CPD chief explains why Carmel is among safest Indiana cities
Law Street Media ranked Carmel as the safest city in Indiana, based on June 2014 data, with Fishers, Zionsville and Westfield next in line.
The blog ranked the safest and most dangerous states in America in November 2016 and within each state ranked the safest and most dangerous cities. The results are based on the number of violent crimes, murders and overall population.
The website listed Carmel as having 15 violent crimes per 100,000 people and zero murders for that time period. Elkhart, Indianapolis and East Chicago were listed as the most dangerous cities in Indiana.
Carmel Police Chief Tim Green talked to Current in Carmel about what makes Carmel such a safe city.
What does the CPD do to make Carmel the safest in the state?
We’ve always been blessed in this community to have a city that will give us the resources to hire the people that are committed to keeping our people safe. That’s a big part of it. Along with that is the commitment of the department to train properly and never accept the status quo. We’re always growing and looking for ways to do things better. We try to be more proactive than just reactive. If we see trends or something out of the norm, we’re not waiting. We’re looking at the data and taking initiative. We’re not going to just wait for something to happen.

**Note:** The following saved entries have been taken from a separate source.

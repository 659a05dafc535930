//! Seams to the platform probe driver
//!
//! The driver exposes the probe service state, one control per probe
//! channel, and the streams the workers read from and write to.

use super::{ChannelId, ProbeConfig, ProbeResult, ProbeState};
use std::time::Duration;

/// Direction of a driver probe channel
#[derive(Debug, Clone, Copy, PartialEq, Eq, Hash)]
pub enum ChannelKind {
    Extraction,
    Injection,
}

#[cfg_attr(test, mockall::automock)]
pub trait ProbeDriver: Send {
    /// Number of extraction channels the driver offers
    fn max_extraction_channels(&self) -> usize;

    /// Number of injection channels the driver offers
    fn max_injection_channels(&self) -> usize;

    fn state(&self) -> ProbeResult<ProbeState>;

    /// Perform the single transition `from -> to`
    fn set_state(&mut self, from: ProbeState, to: ProbeState) -> ProbeResult<()>;

    /// Program the probe point and purpose of one channel
    fn write_channel(
        &mut self,
        kind: ChannelKind,
        channel: ChannelId,
        config: &ProbeConfig,
    ) -> ProbeResult<()>;

    /// The multiplexed stream of extraction packets
    fn open_extraction(&mut self) -> ProbeResult<Box<dyn ExtractionSource>>;

    fn open_injection(&mut self, channel: ChannelId) -> ProbeResult<Box<dyn InjectionSink>>;
}

#[cfg_attr(test, mockall::automock)]
pub trait ExtractionSource: Send {
    /// Read the next chunk of the packet stream.
    ///
    /// An empty chunk means nothing arrived within `timeout`; `None` means
    /// the stream ended.
    fn read_chunk(&mut self, timeout: Duration) -> ProbeResult<Option<Vec<u8>>>;
}

#[cfg_attr(test, mockall::automock)]
pub trait InjectionSink: Send {
    /// Capacity of the driver buffer in bytes
    fn size(&self) -> usize;

    /// Wait up to `timeout` for room, and return the free byte count
    fn wait_available(&mut self, timeout: Duration) -> ProbeResult<usize>;

    fn write(&mut self, data: &[u8]) -> ProbeResult<()>;
}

What kind of numbers do you look at?
As a chief of police, I’m regularly looking at what’s going on in the community daily. We look at trends in major crimes to determine any patterns. We can fluctuate, and that’s not uncommon. One year in a five-year (period) you might see a jump or drop on an annual basis, but we like to look at things daily or weekly so we can determine patterns and see where we need to put our resources. Anything out of the norm needs attention. We try to address it sooner rather than later. If we hear certain businesses are being targeted for robbery, we will put some officers out there to see if we can catch them. Again, we have supportive resources to do that and we’ve been successful a number of times.
What about the unseen or often unreported crimes, like drug abuse or domestic violence?
We know these are issues. We have a good grasp on what we respond to with domestic violence and drug addiction, but we’re also very connected to organizations in our community. We are connected to mental health organizations. We have resource officers in the schools. We have connections to organizations such as Prevail, so we are informed about what’s going on. We know there are people who might not call the police in these situations, but we try to create these connections and do outreach so people will feel comfortable reporting these crimes to police. Part of our job is also education and outreach, not just making arrests. We want to be proactive and we want to be a resource in the community.